Activity: Once you find the line containing "pub extra_headers: &'static" in the data below, copy it and each following line exactly, up to and including the line containing "fn stream_adapter(&self, operation: Operation)", and nothing else.
____ Data for the task
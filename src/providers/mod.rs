//! Provider registry
//!
//! Each provider contributes static lookup data (base URL, auth style,
//! endpoint paths), one [`ProviderSchema`] per supported operation and one
//! [`ProviderStreamAdapter`] per streaming operation. Providers that share a
//! wire shape share a family implementation.

pub mod anthropic;
pub mod cohere;
pub mod google;
pub mod openai;
pub mod transcription;

use std::collections::HashMap;
use std::sync::Arc;

use serde_json::Value;
use tracing::error;

use crate::accumulate::ProviderStreamAdapter;
use crate::mapping::{MappingError, Operation, ProviderRequest, ProviderSchema};
use crate::native::request::CanonicalRequest;

/// Ids of the providers shipped with the gateway
pub const BUILTIN_PROVIDER_IDS: &[&str] = &[
    "openai",
    "groq",
    "together-ai",
    "mistral-ai",
    "deepseek",
    "anthropic",
    "google",
    "cohere",
];

/// Group of providers sharing one wire shape
#[derive(Debug, Clone, Copy, PartialEq, Eq)]
pub enum ProviderFamily {
    /// Delta chunks (`choices[].delta`)
    OpenAi,
    /// Typed content-block events
    Anthropic,
    /// Candidate snapshots
    Google,
    /// JSON lines ending in one `is_finished` frame
    Cohere,
}

/// How the API key is presented upstream
#[derive(Debug, Clone, Copy, PartialEq, Eq)]
pub enum AuthStyle {
    /// `Authorization: Bearer <key>`
    Bearer,
    /// Key in a dedicated header
    Header(&'static str),
}

/// Static description of a provider
#[derive(Debug, Clone)]
pub struct ProviderInfo {
    pub id: &'static str,
    pub display_name: &'static str,
    pub family: ProviderFamily,
    pub base_url: &'static str,
    pub auth: AuthStyle,
    pub extra_headers: &'static [(&'static str, &'static str)],
}

/// A provider the gateway can dispatch to
pub trait Provider: Send + Sync {
    fn info(&self) -> &ProviderInfo;

    /// Request schema for `operation`, if supported
    fn schema(&self, operation: Operation) -> Option<&ProviderSchema>;

    /// Endpoint path (relative to the base URL) for one call
    fn endpoint(&self, operation: Operation, model: &str, stream: bool) -> Option<String>;

    /// Stream protocol for `operation`, if it streams
    fn stream_adapter(&self, operation: Operation) -> Option<Arc<dyn ProviderStreamAdapter>>;

    fn id(&self) -> &'static str {
        self.info().id
    }

    fn supports(&self, operation: Operation) -> bool {
        self.schema(operation).is_some()
    }
}

/// Lookup table of providers by id
#[derive(Clone, Default)]
pub struct ProviderRegistry {
    providers: HashMap<String, Arc<dyn Provider>>,
}

impl std::fmt::Debug for ProviderRegistry {
    fn fmt(&self, f: &mut std::fmt::Formatter<'_>) -> std::fmt::Result {
        let mut ids: Vec<&String> = self.providers.keys().collect();
        ids.sort();
        f.debug_struct("ProviderRegistry").field("providers", &ids).finish()
    }
}

impl ProviderRegistry {
    pub fn new() -> Self {
        Self::default()
    }

    /// Registry with every built-in provider
    pub fn builtin() -> Self {
        let mut registry = Self::new();
        for provider in openai::compatible_providers() {
            registry.register(provider);
        }
        registry.register(Arc::new(anthropic::Anthropic::new()));
        registry.register(Arc::new(google::Google::new()));
        registry.register(Arc::new(cohere::Cohere::new()));
        registry
    }

    /// Add or replace a provider
    pub fn register(&mut self, provider: Arc<dyn Provider>) {
        self.providers.insert(provider.id().to_string(), provider);
    }

    pub fn get(&self, id: &str) -> Result<&Arc<dyn Provider>, MappingError> {
        self.providers
            .get(id)
            .ok_or_else(|| MappingError::UnsupportedProvider(id.to_string()))
    }

    pub fn contains(&self, id: &str) -> bool {
        self.providers.contains_key(id)
    }

    /// Sorted provider ids
    pub fn ids(&self) -> Vec<&str> {
        let mut ids: Vec<&str> = self.providers.keys().map(String::as_str).collect();
        ids.sort_unstable();
        ids
    }

    pub fn schema(&self, id: &str, operation: Operation) -> Result<&ProviderSchema, MappingError> {
        self.get(id)?
            .schema(operation)
            .ok_or_else(|| MappingError::UnsupportedOperation {
                provider: id.to_string(),
                operation,
            })
    }

    /// Build the upstream body for one provider call
    ///
    /// Unsupported providers and operations are logged before being returned
    /// so the dispatch layer can decide whether to surface or fall back.
    pub fn build_request(
        &self,
        id: &str,
        operation: Operation,
        request: &CanonicalRequest,
    ) -> Result<ProviderRequest, MappingError> {
        let schema = self.schema(id, operation).map_err(|e| {
            error!(provider = %id, operation = %operation, error = %e, "No request schema");
            e
        })?;
        schema.build(request)
    }

    pub fn stream_adapter(
        &self,
        id: &str,
        operation: Operation,
    ) -> Result<Arc<dyn ProviderStreamAdapter>, MappingError> {
        self.get(id)?
            .stream_adapter(operation)
            .ok_or_else(|| MappingError::UnsupportedOperation {
                provider: id.to_string(),
                operation,
            })
    }
}

/// Wrap a single string into a one-element list
pub(crate) fn string_or_list(value: &Value) -> Option<Value> {
    match value {
        Value::String(s) => Some(Value::Array(vec![Value::String(s.clone())])),
        Value::Array(_) => Some(value.clone()),
        _ => None,
    }
}

/// Parse tool-call argument text, falling back to an empty object
pub(crate) fn parse_arguments(arguments: Option<&Value>) -> Value {
    match arguments {
        Some(Value::String(text)) => serde_json::from_str(text)
            .ok()
            .filter(Value::is_object)
            .unwrap_or_else(|| Value::Object(Default::default())),
        Some(value @ Value::Object(_)) => value.clone(),
        _ => Value::Object(Default::default()),
    }
}

/// Lenient usage counter reader
pub(crate) fn read_u32(value: &Value, key: &str) -> u32 {
    value
        .get(key)
        .and_then(Value::as_u64)
        .map(|n| n.min(u32::MAX as u64) as u32)
        .unwrap_or(0)
}
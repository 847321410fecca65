//! Health endpoint integration tests
//!
//! Tests for the health check endpoints:
//! - GET /health - Full health check with provider status
//! - GET /health/ready - Readiness probe
//! - GET /health/live - Liveness probe
//! - GET /metrics - Prometheus scrape endpoint

use axum::http::StatusCode;
use serde_json::Value;

use crate::common::{test_config, test_server};

#[tokio::test]
async fn test_liveness() {
    let server = test_server(conduit::Config::default());
    let response = server.get("/health/live").await;

    assert_eq!(response.status_code(), StatusCode::OK);
    let body: Value = response.json();
    assert_eq!(body["status"], "healthy");
}

#[tokio::test]
async fn test_health_reports_providers() {
    let server = test_server(test_config("http://127.0.0.1:9"));
    let response = server.get("/health").await;

    assert_eq!(response.status_code(), StatusCode::OK);
    let body: Value = response.json();
    assert_eq!(body["status"], "healthy");
    assert_eq!(body["version"], env!("CARGO_PKG_VERSION"));
    assert_eq!(body["default_provider"], "openai");

    let providers = body["providers"].as_array().unwrap();
    let configured = |id: &str| {
        providers
            .iter()
            .find(|p| p["id"] == id)
            .map(|p| p["configured"] == true)
    };
    assert_eq!(configured("anthropic"), Some(true));
    assert_eq!(configured("groq"), Some(false));
}

#[tokio::test]
async fn test_unconfigured_is_not_ready() {
    let server = test_server(conduit::Config::default());

    let response = server.get("/health/ready").await;
    assert_eq!(response.status_code(), StatusCode::SERVICE_UNAVAILABLE);

    let response = server.get("/health").await;
    assert_eq!(response.status_code(), StatusCode::SERVICE_UNAVAILABLE);
    let body: Value = response.json();
    assert_eq!(body["status"], "unhealthy");
}

#[tokio::test]
async fn test_ready_with_credentials() {
    let server = test_server(test_config("http://127.0.0.1:9"));
    let response = server.get("/health/ready").await;
    assert_eq!(response.status_code(), StatusCode::OK);
}

#[tokio::test]
async fn test_metrics_endpoint() {
    conduit::routes::metrics::init_metrics();
    let server = test_server(conduit::Config::default());
    let response = server.get("/metrics").await;
    assert_eq!(response.status_code(), StatusCode::OK);
}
________
Written answer:
    pub extra_headers: &'static [(&'static str, &'static str)],
}

/// A provider the gateway can dispatch to
pub trait Provider: Send + Sync {
    fn info(&self) -> &ProviderInfo;

    /// Request schema for `operation`, if supported
    fn schema(&self, operation: Operation) -> Option<&ProviderSchema>;

    /// Endpoint path (relative to the base URL) for one call
    fn endpoint(&self, operation: Operation, model: &str, stream: bool) -> Option<String>;

    /// Stream protocol for `operation`, if it streams
    fn stream_adapter(&self, operation: Operation) -> Option<Arc<dyn ProviderStreamAdapter>>;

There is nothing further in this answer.